Pull from the data below each line where the word "Deserialize" occurs, and copy it.

** Opening Task data block **

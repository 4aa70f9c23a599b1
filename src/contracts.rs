//! Runtime contracts for the built index structures.
//!
//! Debug-mode assertions over the invariants the construction pipeline is
//! supposed to establish. The checks are brute-force on purpose: they are
//! the independent ground truth the fast structures are compared against.
//!
//! All functions are zero-cost in release builds (`debug_assert!`); the
//! build pipeline calls them after each construction stage.

use std::cmp::Ordering;

use crate::alphabet::Sequence;
use crate::lcp::LcpTable;
use crate::occ::OccTable;

/// Check that `pos` is a bijection over `[0, n)`.
///
/// # Panics (debug builds only)
/// Panics if a position is missing, duplicated or out of range.
#[inline]
pub fn check_pos_is_permutation(pos: &[usize], n: usize) {
    if !cfg!(debug_assertions) {
        return;
    }
    debug_assert_eq!(
        pos.len(),
        n,
        "Contract violation: PosPermutation - pos.len() {} != n {}",
        pos.len(),
        n
    );
    let mut seen = vec![false; n];
    for &p in pos {
        debug_assert!(
            p < n && !seen[p],
            "Contract violation: PosPermutation - position {} out of range or repeated",
            p
        );
        if p < n {
            seen[p] = true;
        }
    }
}

/// Check that adjacent ranks hold lexicographically non-decreasing suffixes.
///
/// # Panics (debug builds only)
/// Panics if any adjacent pair violates the ordering.
#[inline]
pub fn check_suffix_order_sorted(seq: &Sequence, pos: &[usize]) {
    if !cfg!(debug_assertions) {
        return;
    }
    for r in 1..pos.len() {
        let (ord, _) = seq.suffix_cmp(pos[r - 1], pos[r], 0);
        debug_assert_ne!(
            ord,
            Ordering::Greater,
            "Contract violation: SuffixOrderSorted - rank {} (pos {}) sorts after rank {} (pos {})",
            r - 1,
            pos[r - 1],
            r,
            pos[r]
        );
    }
}

/// Check that manifest entries tile `[0, n)` contiguously.
///
/// # Panics (debug builds only)
/// Panics on a gap, overlap or a short final entry.
#[inline]
pub fn check_manifest_tiles(seq: &Sequence) {
    if !cfg!(debug_assertions) {
        return;
    }
    let mut next = 0usize;
    for entry in seq.manifest() {
        debug_assert_eq!(
            entry.start, next,
            "Contract violation: ManifestTiles - entry '{}' starts at {} (expected {})",
            entry.name, entry.start, next
        );
        debug_assert!(
            entry.end >= entry.start,
            "Contract violation: ManifestTiles - entry '{}' ends before it starts",
            entry.name
        );
        next = entry.end + 1;
    }
    debug_assert_eq!(
        next,
        seq.len(),
        "Contract violation: ManifestTiles - entries cover [0, {}) but n = {}",
        next,
        seq.len()
    );
}

/// Check every rank query against a literal scan of the BWT.
///
/// # Panics (debug builds only)
/// Panics if a checkpointed rank or a `less` entry disagrees with the
/// brute-force count.
#[inline]
pub fn check_occ_consistent(occ: &OccTable) {
    if !cfg!(debug_assertions) {
        return;
    }
    let bwt = occ.bwt();
    let firstreg = occ.firstregular();
    for c in 0..occ.regulars() {
        let a = firstreg + c as u8;
        let mut count = 0usize;
        for r in 0..=bwt.len() {
            debug_assert_eq!(
                occ.rank(r, a),
                count,
                "Contract violation: OccConsistent - rank({}, {}) disagrees with scan",
                r,
                a
            );
            if r < bwt.len() && bwt[r] == a {
                count += 1;
            }
        }
        let below = bwt.iter().filter(|&&b| b < a).count();
        debug_assert_eq!(
            occ.less(a),
            Some(below),
            "Contract violation: OccConsistent - less({}) disagrees with scan",
            a
        );
    }
}

/// Check every LCP value against a direct suffix comparison.
///
/// # Panics (debug builds only)
/// Panics if a resolved value (including exception entries) is wrong, or the
/// rank-0 slot does not hold the sentinel.
#[inline]
pub fn check_lcp_correct(seq: &Sequence, pos: &[usize], lcp: &LcpTable) {
    if !cfg!(debug_assertions) {
        return;
    }
    if !lcp.mode().has_exceptions() && lcp.mode().sentinel().is_some() {
        return; // raw modes truncate values and cannot be checked this way
    }
    debug_assert_eq!(
        lcp.len(),
        pos.len(),
        "Contract violation: LcpCorrect - lcp.len() {} != n {}",
        lcp.len(),
        pos.len()
    );
    if !pos.is_empty() {
        debug_assert_eq!(
            lcp.at(0),
            -1,
            "Contract violation: LcpCorrect - rank 0 holds {} (expected -1)",
            lcp.at(0)
        );
    }
    for r in 1..pos.len() {
        let (_, len) = seq.suffix_cmp(pos[r - 1], pos[r], 0);
        debug_assert_eq!(
            lcp.at(r),
            len as i64,
            "Contract violation: LcpCorrect - lcp[{}] = {} (expected {})",
            r,
            lcp.at(r),
            len
        );
    }
}
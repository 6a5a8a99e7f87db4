//! Extract → transform → load orchestration.
//!
//! A [`Pipeline`] processes cities strictly one after another. Every stage
//! failure is caught here and recorded against its city; nothing escapes
//! [`Pipeline::run_all`].

use chrono::{DateTime, Duration as ChronoDuration, Utc};
use serde::{Deserialize, Serialize};
use std::{collections::BTreeMap, time::Duration};

use crate::{
    error::{LoadError, PipelineError},
    provider::WeatherProvider,
    store::WeatherStore,
    transform,
};

/// A run older than this makes the pipeline unhealthy.
const HEALTHY_RUN_AGE_HOURS: i64 = 2;

#[derive(Debug, Clone, Copy, PartialEq, Eq, Serialize, Deserialize)]
pub enum RunState {
    Idle,
    Running,
    Completed,
    PartiallyFailed,
}

/// Lifetime counters, kept in memory for the life of the pipeline.
#[derive(Debug, Clone, Default, PartialEq, Serialize, Deserialize)]
pub struct PipelineStats {
    pub total_runs: u64,
    pub successful_extractions: u64,
    pub failed_extractions: u64,
    pub failed_transformations: u64,
    pub successful_loads: u64,
    pub failed_loads: u64,
    pub last_run: Option<DateTime<Utc>>,
    pub last_success: Option<DateTime<Utc>>,
}

#[derive(Debug, Clone, PartialEq, Serialize, Deserialize)]
pub struct CityOutcome {
    pub success: bool,
    pub timestamp: DateTime<Utc>,
    #[serde(skip_serializing_if = "Option::is_none")]
    pub error: Option<String>,
}

/// Summary of one `run_all` execution.
#[derive(Debug, Clone, Serialize, Deserialize)]
pub struct RunReport {
    pub execution_id: String,
    pub start_time: DateTime<Utc>,
    pub end_time: DateTime<Utc>,
    pub duration_seconds: f64,
    pub success: bool,
    pub status: RunState,
    pub successful_cities: usize,
    pub total_cities: usize,
    pub city_results: BTreeMap<String, CityOutcome>,
    pub statistics: PipelineStats,
}

#[derive(Debug, Clone, Serialize, Deserialize)]
pub struct HealthStatus {
    pub healthy: bool,
    pub database_connected: bool,
    pub last_run_recent: bool,
    pub statistics: PipelineStats,
    pub timestamp: DateTime<Utc>,
}

#[derive(Debug)]
pub struct Pipeline {
    provider: Box<dyn WeatherProvider>,
    store: WeatherStore,
    city_delay: Duration,
    state: RunState,
    stats: PipelineStats,
}

impl Pipeline {
    pub fn new(provider: Box<dyn WeatherProvider>, store: WeatherStore) -> Self {
        Self {
            provider,
            store,
            city_delay: Duration::from_secs(1),
            state: RunState::Idle,
            stats: PipelineStats::default(),
        }
    }

    /// Pause between consecutive cities within a run.
    pub fn with_city_delay(mut self, delay: Duration) -> Self {
        self.city_delay = delay;
        self
    }

    pub fn state(&self) -> RunState {
        self.state
    }

    pub fn stats(&self) -> &PipelineStats {
        &self.stats
    }

    pub fn store(&self) -> &WeatherStore {
        &self.store
    }

    /// Connect and create the schema if no connection is open.
    pub fn ensure_store(&mut self) -> Result<(), LoadError> {
        if self.store.is_connected() {
            return Ok(());
        }

        self.store.connect()?;
        if let Err(err) = self.store.ensure_schema() {
            self.store.disconnect();
            return Err(err);
        }

        tracing::info!("store ready");
        Ok(())
    }

    /// Run extract → transform → enrich → load for one city.
    pub async fn run_one(&mut self, city: &str) -> bool {
        self.run_city(city).await.is_ok()
    }

    async fn run_city(&mut self, city: &str) -> Result<i64, PipelineError> {
        tracing::info!(city = %city, "starting city");

        let raw = match self.provider.extract(city, None).await {
            Ok(raw) => raw,
            Err(err) => {
                tracing::error!(city = %city, error = %err, "extraction failed");
                self.stats.failed_extractions += 1;
                return Err(err.into());
            }
        };
        self.stats.successful_extractions += 1;

        let record = match transform::transform(&raw) {
            Ok(record) => transform::enrich(record),
            Err(err) => {
                tracing::warn!(city = %city, error = %err, "observation rejected");
                self.stats.failed_transformations += 1;
                return Err(err.into());
            }
        };

        match self.store.insert(&record) {
            Ok(id) => {
                self.stats.successful_loads += 1;
                tracing::info!(city = %city, id, "city completed");
                Ok(id)
            }
            Err(err) => {
                tracing::error!(city = %city, error = %err, "load failed");
                self.stats.failed_loads += 1;
                Err(err.into())
            }
        }
    }

    /// Process every city in order and report the outcome.
    ///
    /// The run succeeds when at least one city was loaded. A store that
    /// cannot be reached yields a failed report with no city results.
    pub async fn run_all(&mut self, cities: &[String]) -> RunReport {
        let start_time = Utc::now();
        self.state = RunState::Running;
        self.stats.total_runs += 1;
        self.stats.last_run = Some(start_time);

        tracing::info!(cities = cities.len(), "pipeline run started");

        if let Err(err) = self.ensure_store() {
            tracing::error!(error = %err, "store unavailable, skipping run");
            self.state = RunState::PartiallyFailed;
            return self.report(start_time, BTreeMap::new(), 0, cities.len());
        }

        let mut results = BTreeMap::new();
        let mut successful_cities = 0;
        let mut lost_connection = false;

        for (idx, city) in cities.iter().enumerate() {
            if idx > 0 && !self.city_delay.is_zero() {
                tokio::time::sleep(self.city_delay).await;
            }

            let outcome = match self.run_city(city).await {
                Ok(_) => {
                    successful_cities += 1;
                    CityOutcome { success: true, timestamp: Utc::now(), error: None }
                }
                Err(err) => {
                    lost_connection |=
                        matches!(&err, PipelineError::Load(load) if load.is_connection_lost());
                    CityOutcome {
                        success: false,
                        timestamp: Utc::now(),
                        error: Some(err.to_string()),
                    }
                }
            };
            results.insert(city.clone(), outcome);
        }

        if lost_connection {
            tracing::warn!("store connection lost during run, reconnecting on next run");
            self.store.disconnect();
        }

        let report = self.report(start_time, results, successful_cities, cities.len());
        self.state =
            if report.successful_cities == report.total_cities && report.total_cities > 0 {
                RunState::Completed
            } else {
                RunState::PartiallyFailed
            };

        tracing::info!(
            successful = report.successful_cities,
            total = report.total_cities,
            "pipeline run finished"
        );

        RunReport { status: self.state, ..report }
    }

    fn report(
        &mut self,
        start_time: DateTime<Utc>,
        city_results: BTreeMap<String, CityOutcome>,
        successful_cities: usize,
        total_cities: usize,
    ) -> RunReport {
        let end_time = Utc::now();
        let success = successful_cities > 0;

        if success {
            self.stats.last_success = Some(end_time);
        }

        RunReport {
            execution_id: format!("etl_{}", start_time.timestamp()),
            start_time,
            end_time,
            duration_seconds: (end_time - start_time).num_milliseconds() as f64 / 1000.0,
            success,
            status: self.state,
            successful_cities,
            total_cities,
            city_results,
            statistics: self.stats.clone(),
        }
    }

    /// Delete records older than `days_to_keep` days.
    pub fn retention_sweep(&mut self, days_to_keep: u32) -> Result<usize, LoadError> {
        self.ensure_store()?;

        let removed = self.store.purge_older_than(days_to_keep)?;
        tracing::info!(removed, days_to_keep, "retention sweep finished");
        Ok(removed)
    }

    pub fn health(&self) -> HealthStatus {
        let now = Utc::now();
        let database_connected = self.store.ping();
        let last_run_recent = self
            .stats
            .last_run
            .is_some_and(|last| now - last < ChronoDuration::hours(HEALTHY_RUN_AGE_HOURS));

        HealthStatus {
            healthy: database_connected && last_run_recent,
            database_connected,
            last_run_recent,
            statistics: self.stats.clone(),
            timestamp: now,
        }
    }
}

** Closing Task data block **

● Exercise output:
use serde::{Deserialize, Serialize};
#[derive(Debug, Clone, Copy, PartialEq, Eq, Serialize, Deserialize)]
#[derive(Debug, Clone, Default, PartialEq, Serialize, Deserialize)]
#[derive(Debug, Clone, PartialEq, Serialize, Deserialize)]
#[derive(Debug, Clone, Serialize, Deserialize)]
#[derive(Debug, Clone, Serialize, Deserialize)]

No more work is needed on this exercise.